Miss Tamara, the Reader

by Zoran Živković

Translated from Serbian by Alice Copple-Tošić


In this suite of eight stories, the three ages of woman—youth, midlife and senescence—engage in a complex and fruitful dance. A young Miss Tamara is lured by a series of postcards concealed in library books. A middle-aged Miss Tamara discovers that her new reading glasses turn the pages blank. An afternoon’s reading is disturbed by the realisation that all books have turned fatally toxic. A mysterious phone call leads to a book which blinds its readers but also to romance. Woven through these seemingly simple narratives are deep themes of youth and ageing, memory and loss, solitude and companionship, and the relationship between the physical and the mental life. Above all this is a book about reading: its pleasures, rituals, essential preciousness. Reading as an obsession which can not only isolate, but also lead to discovery and love.

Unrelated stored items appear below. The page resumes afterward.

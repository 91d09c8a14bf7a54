//! Monitor event stream
//!
//! Events are newline-delimited JSON objects written through an injected
//! sink, in emission order, one flush per event. Diagnostics go to the log
//! (stderr), never into the stream.

use crate::error::Result;
use crate::record::TagRecord;
use serde::Serialize;
use std::io::Write;

/// An event emitted by the presence monitor.
///
/// A `data` event is always followed, chronologically, by exactly one
/// `removed` event when that card leaves. A swap collapses to `removed`;
/// the new card produces its own `data` event on a later tick.
#[derive(Debug, Clone, Serialize)]
#[serde(tag = "type", rename_all = "lowercase")]
pub enum CardEvent {
    /// A card was detected and fully read
    Data {
        /// The assembled record
        payload: TagRecord,
    },
    /// The present card was removed (or swapped out)
    Removed,
}

/// NDJSON event writer over any byte sink.
pub struct EventWriter<W: Write> {
    sink: W,
}

impl<W: Write> EventWriter<W> {
    /// Wrap a sink. The monitor binary passes a locked stdout handle.
    pub fn new(sink: W) -> Self {
        Self { sink }
    }

    /// Serialize one event followed by a newline and flush immediately,
    /// so the consumer sees it without output buffering delays.
    pub fn emit(&mut self, event: &CardEvent) -> Result<()> {
        serde_json::to_writer(&mut self.sink, event)?;
        self.sink.write_all(b"\n")?;
        self.sink.flush()?;
        Ok(())
    }
}
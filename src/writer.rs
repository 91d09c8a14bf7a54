//! Full record write onto a present card
//!
//! Validation happens entirely before any hardware I/O. Page writes abort
//! on the first failure, reporting which page failed; pages already written
//! are left as-is (no rollback), so a failed write leaves the card in a
//! mixed state the next successful write repairs.

use crate::codec;
use crate::error::{Error, Result};
use crate::layout::{PageLayout, STAT_COUNT, STAT_FIELDS};
use crate::transport::CardTransport;
use std::time::Duration;

/// Bounded wait for a card before a write gives up
pub const WRITE_TIMEOUT: Duration = Duration::from_secs(5);

/// Connect poll interval during the wait
pub const CONNECT_POLL_INTERVAL: Duration = Duration::from_millis(200);

/// A validated-shape write request: the name and the 7 stat values in
/// [`STAT_FIELDS`] order. Values are `i64` so range violations can be
/// reported with the offending value instead of failing at parse time.
#[derive(Debug, Clone)]
pub struct WriteRequest {
    pub name: String,
    pub stats: Vec<i64>,
}

/// Check field count and every stat's range before touching the transport.
///
/// The first invalid field wins and is named in the error.
pub fn validate(request: &WriteRequest) -> Result<()> {
    if request.stats.len() != STAT_COUNT {
        return Err(Error::Validation {
            field: "stats",
            reason: format!(
                "expected {} values, got {}",
                STAT_COUNT,
                request.stats.len()
            ),
        });
    }
    for (field, &value) in STAT_FIELDS.iter().zip(&request.stats) {
        if !(0..=65535).contains(&value) {
            return Err(Error::Validation {
                field,
                reason: format!("{} out of range (0-65535)", value),
            });
        }
    }
    Ok(())
}

/// Poll `connect()` until a card answers or `timeout` elapses.
///
/// The sleep is injected so tests run without a clock; the binary passes
/// `std::thread::sleep`.
pub fn wait_for_card<T: CardTransport>(
    transport: &mut T,
    timeout: Duration,
    mut sleep: impl FnMut(Duration),
) -> Result<()> {
    let attempts = (timeout.as_millis() / CONNECT_POLL_INTERVAL.as_millis()).max(1);
    for _ in 0..attempts {
        match transport.connect() {
            Ok(()) => return Ok(()),
            Err(e) => {
                log::debug!("Waiting for card: {}", e);
                transport.disconnect();
            }
        }
        sleep(CONNECT_POLL_INTERVAL);
    }
    Err(Error::Timeout)
}

/// Write a full record over an open session.
///
/// Order: name pages, stat pages (per the layout's packing), then the
/// inventory clear when `clear_inventory` is set. On success the card
/// identifier is read back for the persistence side-path; that read-back
/// is best-effort and its failure does not fail the write.
pub fn write_record<T: CardTransport>(
    transport: &mut T,
    layout: &PageLayout,
    request: &WriteRequest,
    clear_inventory: bool,
) -> Result<Option<Vec<u8>>> {
    validate(request)?;

    let name_bytes = codec::encode_name(&request.name, layout.name_width());
    for (chunk, page) in name_bytes.chunks(4).zip(layout.name_page_range()) {
        transport.write_page(page, codec::page_payload(chunk)?)?;
    }
    log::info!("Name written ({} pages)", layout.name_pages);

    let values: Vec<u16> = request.stats.iter().map(|&v| v as u16).collect();
    for (payload, page) in layout
        .encode_stats(&values)
        .into_iter()
        .zip(layout.stats_page_range())
    {
        transport.write_page(page, payload)?;
    }
    log::info!("Stats written ({} pages)", layout.stats_pages);

    if clear_inventory {
        for page in layout.inventory_page_range() {
            transport.write_page(page, [0u8; 4])?;
        }
        log::info!("Inventory region cleared");
    } else {
        log::debug!("Inventory region preserved");
    }

    let idm = transport.get_identifier().ok();
    if idm.is_none() {
        log::warn!("Identifier read-back failed after write");
    }
    Ok(idm)
}

#[cfg(test)]
mod tests {
    use super::*;
    use crate::layout::{EXPANDED, PACKED};
    use crate::reader;
    use crate::transport::MockTransport;

    fn request(stats: &[i64]) -> WriteRequest {
        WriteRequest {
            name: "Taro".to_string(),
            stats: stats.to_vec(),
        }
    }

    #[test]
    fn test_out_of_range_stat_rejected_before_io() {
        let mut mock = MockTransport::new();
        let result = write_record(
            &mut mock,
            &PACKED,
            &request(&[100, 70000, 5, 5, 5, 5, 1]),
            false,
        );
        match result {
            Err(Error::Validation { field, .. }) => assert_eq!(field, "power"),
            other => panic!("expected Validation, got {:?}", other),
        }
        assert!(mock.writes().is_empty(), "no page may be written");
    }

    #[test]
    fn test_wrong_field_count_rejected() {
        assert!(matches!(
            validate(&request(&[1, 2, 3])),
            Err(Error::Validation { field: "stats", .. })
        ));
    }

    #[test]
    fn test_negative_stat_rejected() {
        match validate(&request(&[1, 2, 3, -4, 5, 6, 7])) {
            Err(Error::Validation { field, .. }) => assert_eq!(field, "speed"),
            other => panic!("expected Validation, got {:?}", other),
        }
    }

    #[test]
    fn test_packed_write_page_sequence() {
        let mut mock = MockTransport::new();
        mock.set_identifier(&[0xAA, 0xBB, 0xCC, 0xDD]);
        let idm = write_record(&mut mock, &PACKED, &request(&[100, 5, 5, 5, 5, 5, 1]), false)
            .unwrap();
        assert_eq!(idm, Some(vec![0xAA, 0xBB, 0xCC, 0xDD]));

        let writes = mock.writes();
        let pages: Vec<u8> = writes.iter().map(|(p, _)| *p).collect();
        // 5 name pages then 4 stat pages, nothing else
        assert_eq!(pages, vec![4, 5, 6, 7, 8, 9, 10, 11, 12]);
        // money and power share page 9
        assert_eq!(writes[5], (9, [100, 0, 5, 0]));
        // class alone in page 12, upper half zero
        assert_eq!(writes[8], (12, [1, 0, 0, 0]));
    }

    #[test]
    fn test_expanded_clears_inventory() {
        let mut mock = MockTransport::new();
        mock.set_identifier(&[1, 2, 3, 4]);
        write_record(
            &mut mock,
            &EXPANDED,
            &request(&[1, 2, 3, 4, 5, 6, 7]),
            EXPANDED.clear_inventory_on_write,
        )
        .unwrap();
        // 4 name + 7 stats + 25 inventory pages (15..=39)
        assert_eq!(mock.writes().len(), 4 + 7 + 25);
        assert_eq!(mock.page(39), Some([0, 0, 0, 0]));
    }

    #[test]
    fn test_write_aborts_on_first_page_failure() {
        let mut mock = MockTransport::new();
        mock.fail_write(10);
        let result = write_record(&mut mock, &PACKED, &request(&[100, 5, 5, 5, 5, 5, 1]), false);
        assert!(matches!(result, Err(Error::PageWrite { page: 10 })));
        // Name pages and the first stat page were written, nothing after
        let pages: Vec<u8> = mock.writes().iter().map(|(p, _)| *p).collect();
        assert_eq!(pages, vec![4, 5, 6, 7, 8, 9]);
    }

    #[test]
    fn test_write_then_read_back_round_trip() {
        let mut mock = MockTransport::new();
        mock.set_identifier(&[0x01, 0x02, 0x03, 0x04]);
        write_record(&mut mock, &PACKED, &request(&[100, 5, 5, 5, 5, 5, 1]), false).unwrap();

        let record = reader::read_record(&mut mock, &PACKED).unwrap();
        assert_eq!(record.name, "Taro");
        assert_eq!(record.stats, vec![100, 5, 5, 5, 5, 5, 1]);
    }

    #[test]
    fn test_wait_for_card_times_out() {
        use crate::transport::ConnectOutcome;
        let mock = MockTransport::new();
        let outcomes = vec![ConnectOutcome::NoCard; 30];
        mock.script_connect(&outcomes);
        let mut transport = mock.clone();

        let mut slept = Duration::ZERO;
        let result = wait_for_card(&mut transport, WRITE_TIMEOUT, |d| slept += d);
        assert!(matches!(result, Err(Error::Timeout)));
        assert_eq!(slept, WRITE_TIMEOUT); // 25 polls x 200ms
    }

    #[test]
    fn test_wait_for_card_returns_on_connect() {
        use crate::transport::ConnectOutcome;
        let mock = MockTransport::new();
        mock.script_connect(&[ConnectOutcome::NoCard, ConnectOutcome::Ok]);
        let mut transport = mock.clone();

        let mut polls = 0;
        wait_for_card(&mut transport, WRITE_TIMEOUT, |_| polls += 1).unwrap();
        assert_eq!(polls, 1);
    }
}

Also included in Impossible Stories II.


Reviews

  • …there’s usually a strange premise in each piece that tends to be minutely bizarre that makes it inconspicuously believable but definitely tickling one’s sense of wonder. What’s interesting with this suite is that each story features what seems to be a parallel-world Miss Tamara as the events of the preceding piece has no bearing on the next… until we read the culminating story “Fruit Salad” wherein Živković ties up the mosaic.
    —Charles Tan, Bibliophile Stalker
  • Award-winning Serbian author Živković explores the concepts that make up the building blocks of literature, reading and writing. …eight interconnected vignettes focusing on how books, fruit and men play parts in the life of bibliophile Miss Tamara.